Most of us want to be recognised. Not to be a household name, not Hollywood, but among our peers, yes. It’s nice to be valued.
It’s a human thing. We need our place in the tribe.
Your seat at the table is one thing. That’s about security. But it’s hard to resist the siren call of ambition: would you have the character to cope with success? As Spike Milligan put it: ‘All I ask is the chance to prove that money can’t make me happy.’
I’ve been reading, slowly but with great profit, Echoes of Love by Richard Rohr (Hodder). It’s a reflection on ‘the alternative way’ of St Francis of Assisi. Rohr makes the point that neither Francis nor his sister-in-faith Clare had any official position in the Church, nor were their fathers ever reconciled to the culture-busting behaviour of their offspring. ‘Francis and Clare undid the whole contest by rejoicing in their ordinariness and seeming unworthiness,’ writes Rohr, ‘which I believe is the core freedom of the Gospel itself.’
Rohr observes that Christians are just as vulnerable as any secular citizen to the allure of success. We reverence the climb, we acknowledge the validity of the ambitious youngster’s eager endeavour. This is so not the way of Francis, Rohr points out, summing up his argument with a short telling paragraph: ‘When you agree to live simply, you can easily find a natural solidarity with all people on the edge and the bottom – the excluded, the shamed, and the forgotten - because you stop idealizing the climb and finally realize there isn’t a top anyway.’
Hmm. In my work as a publisher I have been quite fiercely competitive on behalf of my authors. I have a tendency to leap into conversations with uncalled-for book reviews. I obsess about sales data, often checking book performances twenty times a day, and scrutinising the purchasing patterns of bookshops. I love numbers. They tell a story.
The shelves at Lion Hudson groaned under the weight of several dozen awards, accumulated over decades – Publisher of the Year, Children’s Book of the Year. There was a whole history of endeavour, creative thought, sheer hard work behind the assortment of plaques, and they boosted my spirits every time I looked at them. Nothing very evil about that, but the spirit of that boardroom – any boardroom – was a long way from Franciscan simplicity, and even further from the Carpenter of Galilee.

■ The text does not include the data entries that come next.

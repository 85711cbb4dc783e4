//! Integration tests for the tracks slice
//!
//! Covers play order, the unique track-number index and renumbering inside
//! a transaction.


use audiobook_core::types::*;
use audiobook_core::AudiobookError;
use audiobook_storage::tracks;
use test_helpers::*;

#[tokio::test]
async fn test_tracks_come_back_in_play_order() {
    let test_db = TestDb::new().await;
    let pool = test_db.pool();
    let book = create_test_audiobook(pool, "Dune").await;

    create_test_track(pool, &book.id, "Third", 3).await;
    create_test_track(pool, &book.id, "First", 1).await;
    create_test_track(pool, &book.id, "Second", 2).await;

    assert_eq!(track_names(pool, &book.id).await, vec!["First", "Second", "Third"]);
}

#[tokio::test]
async fn test_max_track_number() {
    let test_db = TestDb::new().await;
    let pool = test_db.pool();
    let book = create_test_audiobook(pool, "Dune").await;

    assert_eq!(tracks::max_track_number(pool, &book.id).await.unwrap(), None);

    create_test_track(pool, &book.id, "One", 1).await;
    create_test_track(pool, &book.id, "Seven", 7).await;

    assert_eq!(tracks::max_track_number(pool, &book.id).await.unwrap(), Some(7));
}

#[tokio::test]
async fn test_duplicate_track_number_is_rejected() {
    let test_db = TestDb::new().await;
    let pool = test_db.pool();
    let book = create_test_audiobook(pool, "Dune").await;

    let a = create_test_track(pool, &book.id, "A", 1).await;
    let b = create_test_track(pool, &book.id, "B", 2).await;

    // Writing the final number directly collides with the other track
    let result = tracks::set_track_number(pool, &a.id, 2).await;
    assert!(matches!(result, Err(AudiobookError::Database(_))));

    let loaded = tracks::get_by_id(pool, &b.id).await.unwrap().unwrap();
    assert_eq!(loaded.track_number, 2);
}

#[tokio::test]
async fn test_same_number_allowed_in_different_audiobooks() {
    let test_db = TestDb::new().await;
    let pool = test_db.pool();
    let first = create_test_audiobook(pool, "First").await;
    let second = create_test_audiobook(pool, "Second").await;

    create_test_track(pool, &first.id, "A", 1).await;
    create_test_track(pool, &second.id, "B", 1).await;

    assert_eq!(track_names(pool, &second.id).await, vec!["B"]);
}

#[tokio::test]
async fn test_renumber_swaps_adjacent_tracks() {
    let test_db = TestDb::new().await;
    let pool = test_db.pool();
    let book = create_test_audiobook(pool, "Dune").await;

    let a = create_test_track(pool, &book.id, "A", 1).await;
    let b = create_test_track(pool, &book.id, "B", 2).await;

    let assignments = vec![
        TrackNumberAssignment::for_position(b.id.clone(), 0, 1),
        TrackNumberAssignment::for_position(a.id.clone(), 1, 1),
    ];
    tracks::renumber(pool, &book.id, &assignments).await.unwrap();

    assert_eq!(track_names(pool, &book.id).await, vec!["B", "A"]);
}

#[tokio::test]
async fn test_renumber_closes_gaps() {
    let test_db = TestDb::new().await;
    let pool = test_db.pool();
    let book = create_test_audiobook(pool, "Dune").await;

    let a = create_test_track(pool, &book.id, "A", 2).await;
    let b = create_test_track(pool, &book.id, "B", 5).await;
    let c = create_test_track(pool, &book.id, "C", 9).await;

    let assignments: Vec<_> = [c.id, a.id, b.id]
        .into_iter()
        .enumerate()
        .map(|(pos, id)| TrackNumberAssignment::for_position(id, pos, 2))
        .collect();
    tracks::renumber(pool, &book.id, &assignments).await.unwrap();

    let loaded = tracks::get_by_audiobook(pool, &book.id).await.unwrap();
    let numbers: Vec<_> = loaded.iter().map(|t| (t.name.as_str(), t.track_number)).collect();
    assert_eq!(numbers, vec![("C", 1), ("A", 2), ("B", 3)]);
}

#[tokio::test]
async fn test_renumber_recovers_from_leftover_placeholders() {
    let test_db = TestDb::new().await;
    let pool = test_db.pool();
    let book = create_test_audiobook(pool, "Dune").await;

    // State left behind by an interrupted renumbering
    let a = create_test_track(pool, &book.id, "A", -1).await;
    let b = create_test_track(pool, &book.id, "B", -2).await;

    let assignments = vec![
        TrackNumberAssignment::for_position(a.id.clone(), 0, -2),
        TrackNumberAssignment::for_position(b.id.clone(), 1, -2),
    ];
    tracks::renumber(pool, &book.id, &assignments).await.unwrap();

    let loaded = tracks::get_by_audiobook(pool, &book.id).await.unwrap();
    let numbers: Vec<_> = loaded.iter().map(|t| t.track_number).collect();
    assert_eq!(numbers, vec![1, 2]);
}

#[tokio::test]
async fn test_renumber_rolls_back_on_unknown_track() {
    let test_db = TestDb::new().await;
    let pool = test_db.pool();
    let book = create_test_audiobook(pool, "Dune").await;

    let a = create_test_track(pool, &book.id, "A", 1).await;
    let b = create_test_track(pool, &book.id, "B", 2).await;

    let assignments = vec![
        TrackNumberAssignment::for_position(b.id.clone(), 0, 1),
        TrackNumberAssignment::for_position(TrackId::new("missing"), 1, 1),
        TrackNumberAssignment::for_position(a.id.clone(), 2, 1),
    ];
    let result = tracks::renumber(pool, &book.id, &assignments).await;
    assert!(matches!(result, Err(AudiobookError::TrackNotFound(_))));

    // Nothing moved, not even the placeholders
    let loaded = tracks::get_by_audiobook(pool, &book.id).await.unwrap();
    let numbers: Vec<_> = loaded.iter().map(|t| (t.name.as_str(), t.track_number)).collect();
    assert_eq!(numbers, vec![("A", 1), ("B", 2)]);
}

#[tokio::test]
async fn test_rename_and_delete() {
    let test_db = TestDb::new().await;
    let pool = test_db.pool();
    let book = create_test_audiobook(pool, "Dune").await;

    let a = create_test_track(pool, &book.id, "A", 1).await;
    let b = create_test_track(pool, &book.id, "B", 2).await;
    let c = create_test_track(pool, &book.id, "C", 3).await;

    tracks::rename(pool, &a.id, "Prologue").await.unwrap();
    tracks::delete(pool, &b.id).await.unwrap();

    let loaded = tracks::get_by_audiobook(pool, &book.id).await.unwrap();
    let numbers: Vec<_> = loaded.iter().map(|t| (t.name.as_str(), t.track_number)).collect();
    // Deleting leaves a gap
    assert_eq!(numbers, vec![("Prologue", 1), ("C", 3)]);
    assert_eq!(loaded[1].id, c.id);
}

#[tokio::test]
async fn test_operations_on_missing_track() {
    let test_db = TestDb::new().await;
    let pool = test_db.pool();
    let missing = TrackId::new("missing");

    assert!(matches!(
        tracks::rename(pool, &missing, "x").await,
        Err(AudiobookError::TrackNotFound(_))
    ));
    assert!(matches!(
        tracks::delete(pool, &missing).await,
        Err(AudiobookError::TrackNotFound(_))
    ));
    assert!(matches!(
        tracks::set_track_number(pool, &missing, 4).await,
        Err(AudiobookError::TrackNotFound(_))
    ));
}

#[tokio::test]
async fn test_blank_name_rejected_by_schema() {
    let test_db = TestDb::new().await;
    let pool = test_db.pool();
    let book = create_test_audiobook(pool, "Dune").await;
    let a = create_test_track(pool, &book.id, "A", 1).await;

    assert!(tracks::rename(pool, &a.id, "   ").await.is_err());
}
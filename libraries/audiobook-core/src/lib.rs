//! Audiobook Core
//!
//! Platform-agnostic domain types, store traits, and error handling for the
//! audiobook admin toolkit.
//!
//! # Architecture
//!
//! The core crate defines:
//! - **Domain Types**: `Audiobook`, `Track`, `Playlist` and their ids
//! - **Store Traits**: `TrackStore`, `AudiobookStore`, `PlaylistStore`, `ObjectStore`
//! - **Error Handling**: Unified `AudiobookError` and `Result` types
//! - **Conventions**: object key naming, embed code, the client session id
//!
//! # Example
//!
//! ```rust
//! use audiobook_core::types::{AudiobookId, ThumbnailPosition};
//! use audiobook_core::keys::ObjectKey;
//!
//! let audiobook_id = AudiobookId::new("book-1");
//! let key = ObjectKey::track_media(&audiobook_id, 4, 1_700_000_000_000);
//! assert_eq!(key.as_str(), "tracks/book-1/4-1700000000000.mp3");
//!
//! let focus: ThumbnailPosition = "25% 75%".parse().unwrap();
//! assert_eq!(focus.to_string(), "25.0% 75.0%");
//! ```

#![forbid(unsafe_code)]
#![warn(missing_docs)]

pub mod embed;
pub mod error;
pub mod format;
pub mod keys;
pub mod session;
pub mod storage;
pub mod types;

// Re-export commonly used types
pub use error::{AudiobookError, Result};
pub use keys::ObjectKey;
pub use session::{SessionContext, SessionId, SessionStore};
pub use storage::{AudiobookStore, ObjectStore, PlaylistStore, TrackStore};

pub use types::{
    Audiobook, AudiobookId, CreateAudiobook, CreatePlaylist, CreateTrack, Playlist, PlaylistId,
    ThumbnailPosition, Track, TrackId, TrackNumberAssignment, UpdateAudiobook,
};
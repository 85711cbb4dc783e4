//! Audiobook Admin
//!
//! Command line administration of audiobooks: configuration loading and the
//! wiring of the SQLite store, object storage and session.

pub mod app;
pub mod config;
pub mod error;

pub use app::App;
pub use config::AdminConfig;
pub use error::{AdminError, Result};
//! # Red-Channel LSB Codec
//!
//! Embeds a text payload into the least significant bit of the red channel of
//! an RGBA pixel buffer, one payload bit per pixel.
//!
//! ## Wire Format
//!
//! ```text
//! pixel:   0        1        2             8n-1     8n ... 8n+15
//! bit:     [char 0, MSB first ] ... [char n-1]     [1111111111111110]
//! ```
//!
//! - Each UTF-16 code unit of the text contributes its low 8 bits, MSB first.
//! - The data is terminated by the 16-bit end marker `0xFFFE`.
//! - There is no length prefix. Decoding scans every pixel and stops at the
//!   first occurrence of the marker, so a payload whose own bits contain
//!   fifteen ones followed by a zero is cut short there.
//!
//! Only bit 0 of sample `4 * i` is ever written. Green, blue and alpha, as
//! well as bits 1-7 of red, always come out unchanged.
//!
//! ### Capacity
//! A buffer of `len` samples holds `len / 4` bits, i.e. `(len / 4 - 16) / 8`
//! characters.

use log::debug;
use thiserror::Error;

/// Interleaved samples per pixel (R, G, B, A).
pub const CHANNELS: usize = 4;

/// Payload bits contributed by each UTF-16 code unit.
pub const BITS_PER_CHAR: usize = 8;

/// End-of-message marker, written MSB first after the data bits.
pub const END_MARKER: u16 = 0xFFFE;

/// Width of [`END_MARKER`] in bits.
pub const MARKER_BITS: usize = 16;

/// Errors raised by the codec.
#[derive(Debug, Error, Clone, PartialEq, Eq)]
pub enum CodecError {
    /// The payload plus end marker needs more pixels than the buffer has.
    #[error("payload needs {required_bits} bits but the image only holds {available_bits}")]
    CapacityExceeded {
        required_bits: usize,
        available_bits: usize,
    },

    /// The buffer is not a whole number of RGBA pixels (or is empty when encoding).
    #[error("pixel buffer length {len} is not a non-empty multiple of {CHANNELS}")]
    InvalidLength { len: usize },

    /// A character does not fit into 8 bits under [`CharPolicy::Reject`].
    #[error("character {ch:?} at position {index} does not fit in 8 bits")]
    UnsupportedCharacter { ch: char, index: usize },
}

/// What to do with UTF-16 code units above `0xFF`.
#[derive(Debug, Clone, Copy, Default, PartialEq, Eq)]
pub enum CharPolicy {
    /// Keep the low 8 bits (the historical wire behavior; lossy above Latin-1).
    #[default]
    Truncate,
    /// Fail with [`CodecError::UnsupportedCharacter`] before touching the buffer.
    Reject,
}

/// An owned RGBA8 sample buffer, `width * height * 4` bytes long.
#[derive(Debug, Clone, PartialEq, Eq)]
pub struct PixelBuffer {
    samples: Vec<u8>,
}

impl PixelBuffer {
    /// Wrap raw RGBA samples, rejecting lengths that are not a multiple of 4.
    pub fn from_rgba(samples: Vec<u8>) -> Result<Self, CodecError> {
        if samples.len() % CHANNELS != 0 {
            return Err(CodecError::InvalidLength { len: samples.len() });
        }
        Ok(Self { samples })
    }

    /// Number of payload bits (data + marker) this buffer can carry.
    pub fn capacity_bits(&self) -> usize {
        capacity_bits(self.samples.len())
    }

    /// Number of pixels in the buffer.
    pub fn pixel_count(&self) -> usize {
        self.samples.len() / CHANNELS
    }

    /// Embed `text` in place. See [`encode`].
    pub fn encode(&mut self, text: &str) -> Result<usize, CodecError> {
        encode(&mut self.samples, text)
    }

    /// Embed `text` in place with an explicit [`CharPolicy`].
    pub fn encode_with(&mut self, text: &str, policy: CharPolicy) -> Result<usize, CodecError> {
        encode_with(&mut self.samples, text, policy)
    }

    /// Read back an embedded payload. See [`decode`].
    pub fn decode(&self) -> Option<String> {
        // Length is validated on construction, so only absence remains.
        decode_bits(&self.samples)
    }

    /// Borrow the raw interleaved RGBA samples.
    pub fn as_samples(&self) -> &[u8] {
        &self.samples
    }

    /// Give back the sample vector, e.g. to rebuild an image.
    pub fn into_samples(self) -> Vec<u8> {
        self.samples
    }
}

/// Payload bits available in a buffer of `buffer_len` samples.
pub fn capacity_bits(buffer_len: usize) -> usize {
    buffer_len / CHANNELS
}

/// Bits needed to embed `text`, including the end marker.
pub fn required_bits(text: &str) -> usize {
    text.encode_utf16().count() * BITS_PER_CHAR + MARKER_BITS
}

/// Embed `text` into the red-channel LSBs of `buffer`, mutating it in place.
///
/// Uses [`CharPolicy::Truncate`]. Returns the number of bits written
/// (data + marker). Pixels past the last written bit are left untouched.
///
/// # Errors
/// - [`CodecError::InvalidLength`] if `buffer` is empty or not a multiple of 4
/// - [`CodecError::CapacityExceeded`] if the payload does not fit; the buffer
///   is not modified in that case
pub fn encode(buffer: &mut [u8], text: &str) -> Result<usize, CodecError> {
    encode_with(buffer, text, CharPolicy::Truncate)
}

/// Same as [`encode`] with an explicit [`CharPolicy`].
pub fn encode_with(buffer: &mut [u8], text: &str, policy: CharPolicy) -> Result<usize, CodecError> {
    if buffer.is_empty() || buffer.len() % CHANNELS != 0 {
        return Err(CodecError::InvalidLength { len: buffer.len() });
    }

    let payload = payload_bytes(text, policy)?;

    let required_bits = payload.len() * BITS_PER_CHAR + MARKER_BITS;
    let available_bits = capacity_bits(buffer.len());
    if required_bits > available_bits {
        return Err(CodecError::CapacityExceeded {
            required_bits,
            available_bits,
        });
    }

    let bits = payload
        .iter()
        .flat_map(|&byte| (0..BITS_PER_CHAR).map(move |i| (byte >> (7 - i)) & 1))
        .chain((0..MARKER_BITS).map(|i| ((END_MARKER >> (15 - i)) & 1) as u8));

    // One bit per pixel, red channel only.
    for (pixel, bit) in buffer.chunks_exact_mut(CHANNELS).zip(bits) {
        pixel[0] = (pixel[0] & 0xFE) | bit;
    }

    debug!(
        "encoded {} chars ({} of {} bits)",
        payload.len(),
        required_bits,
        available_bits
    );

    Ok(required_bits)
}

/// Extract a payload embedded by [`encode`].
///
/// Scans the red-channel LSB of every pixel and returns the text before the
/// first end marker, or `Ok(None)` when there is no marker. A trailing group
/// of fewer than 8 bits is dropped. `buffer` is never modified.
///
/// A `Some` result only means a marker was found: natural images can contain
/// the marker by chance, so callers must still validate the text.
///
/// # Errors
/// - [`CodecError::InvalidLength`] if `buffer.len()` is not a multiple of 4
pub fn decode(buffer: &[u8]) -> Result<Option<String>, CodecError> {
    if buffer.len() % CHANNELS != 0 {
        return Err(CodecError::InvalidLength { len: buffer.len() });
    }
    Ok(decode_bits(buffer))
}

fn decode_bits(buffer: &[u8]) -> Option<String> {
    let bits: Vec<u8> = buffer
        .chunks_exact(CHANNELS)
        .map(|pixel| pixel[0] & 1)
        .collect();

    let marker_at = find_marker(&bits)?;

    let text: String = bits[..marker_at]
        .chunks_exact(BITS_PER_CHAR)
        .map(|group| char::from(group.iter().fold(0u8, |byte, &bit| (byte << 1) | bit)))
        .collect();

    debug!("decoded {} chars, marker at bit {}", text.chars().count(), marker_at);

    Some(text)
}

/// Bit offset of the first end marker in `bits`.
fn find_marker(bits: &[u8]) -> Option<usize> {
    let marker: [u8; MARKER_BITS] =
        std::array::from_fn(|i| ((END_MARKER >> (MARKER_BITS - 1 - i)) & 1) as u8);
    bits.windows(MARKER_BITS).position(|window| window == marker)
}

fn payload_bytes(text: &str, policy: CharPolicy) -> Result<Vec<u8>, CodecError> {
    match policy {
        CharPolicy::Truncate => Ok(text.encode_utf16().map(|unit| unit as u8).collect()),
        CharPolicy::Reject => text
            .chars()
            .enumerate()
            .map(|(index, ch)| u8::try_from(ch).map_err(|_| CodecError::UnsupportedCharacter { ch, index }))
            .collect(),
    }
}
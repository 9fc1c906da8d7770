//! Web server for the avatar image API.
//!
//! ```bash
//! cargo run --bin web_server -- --config config/web.toml
//! ```

use clap::Parser;
use log::info;

use avatar_stego::common::config::{load_config, WebConfig};
use avatar_stego::common::logging::init_logger;
use avatar_stego::server;

#[derive(Parser, Debug)]
#[command(author, version, about, long_about = None)]
struct Args {
    /// Configuration file path (TOML); built-in defaults apply when omitted
    #[arg(short, long)]
    config: Option<String>,

    /// Override the listen address from the configuration
    #[arg(long)]
    address: Option<String>,
}

#[tokio::main]
async fn main() -> anyhow::Result<()> {
    init_logger();

    let args = Args::parse();

    let mut config: WebConfig = match &args.config {
        Some(path) => load_config(path)?,
        None => WebConfig::default(),
    };
    if let Some(address) = args.address {
        config.server.address = address;
    }

    info!("🚀 Initializing web server...");

    let app = server::router(&config);

    let addr = config.server.address.as_str();
    info!("🌐 Web server running on http://{}", addr);
    info!("📡 API endpoints: /api/avatar/embed, /api/avatar/extract, /api/capacity");

    let listener = tokio::net::TcpListener::bind(addr).await?;
    axum::serve(listener, app).await?;

    Ok(())
}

Now, of course, the rows of plaques are a memento of departed glories. Lion Hudson will survive, I forecast. It has returned to profitability, and may soon emerge from administration. But the team that created that history has for the most part been discarded. So much for glory.
To write is to make yourself vulnerable. You are pouring yourself out upon the page. You are tentatively proffering what you have, hoping that others will confer value by reading. If you are working with a publisher, then someone (usually several someones) has put their name to the decision to back you, to risk resources. The publisher’s own judgement is at stake, along with their ability to design and sell and promote. To be a publisher is to play a part in the creation of celebrity, with all the potential for distortion this implies.
The only way to get out of this circle, so far as I am aware, is to adopt, at your core, a scale which puts the sacredness of the created order, and the utter love of Christ, well ahead of ego. We should not wait for others to confer value, because we already have value. There is no such place as the top.
When I became a Reader in the Church of England, nearly three decades ago, one of our tutors recommended we carry a scrap of towelling in the pocket of our cassocks, to remind us we are there to wash the feet of the flock. Every time I don my robes to preach, my hand brushes that scrap of cloth. It helps me stay focused, to acknowledge but not cherish praise, to acknowledge but not unduly accept blame.
But it isn’t easy.
Tony Collins is Editor at Large with SPCK, and author of Taking My God for a Walk (Monarch). In a previous life he founded Monarch Books, of which he is quietly proud. His wife Pen Wilcock is teaching him how to live simply.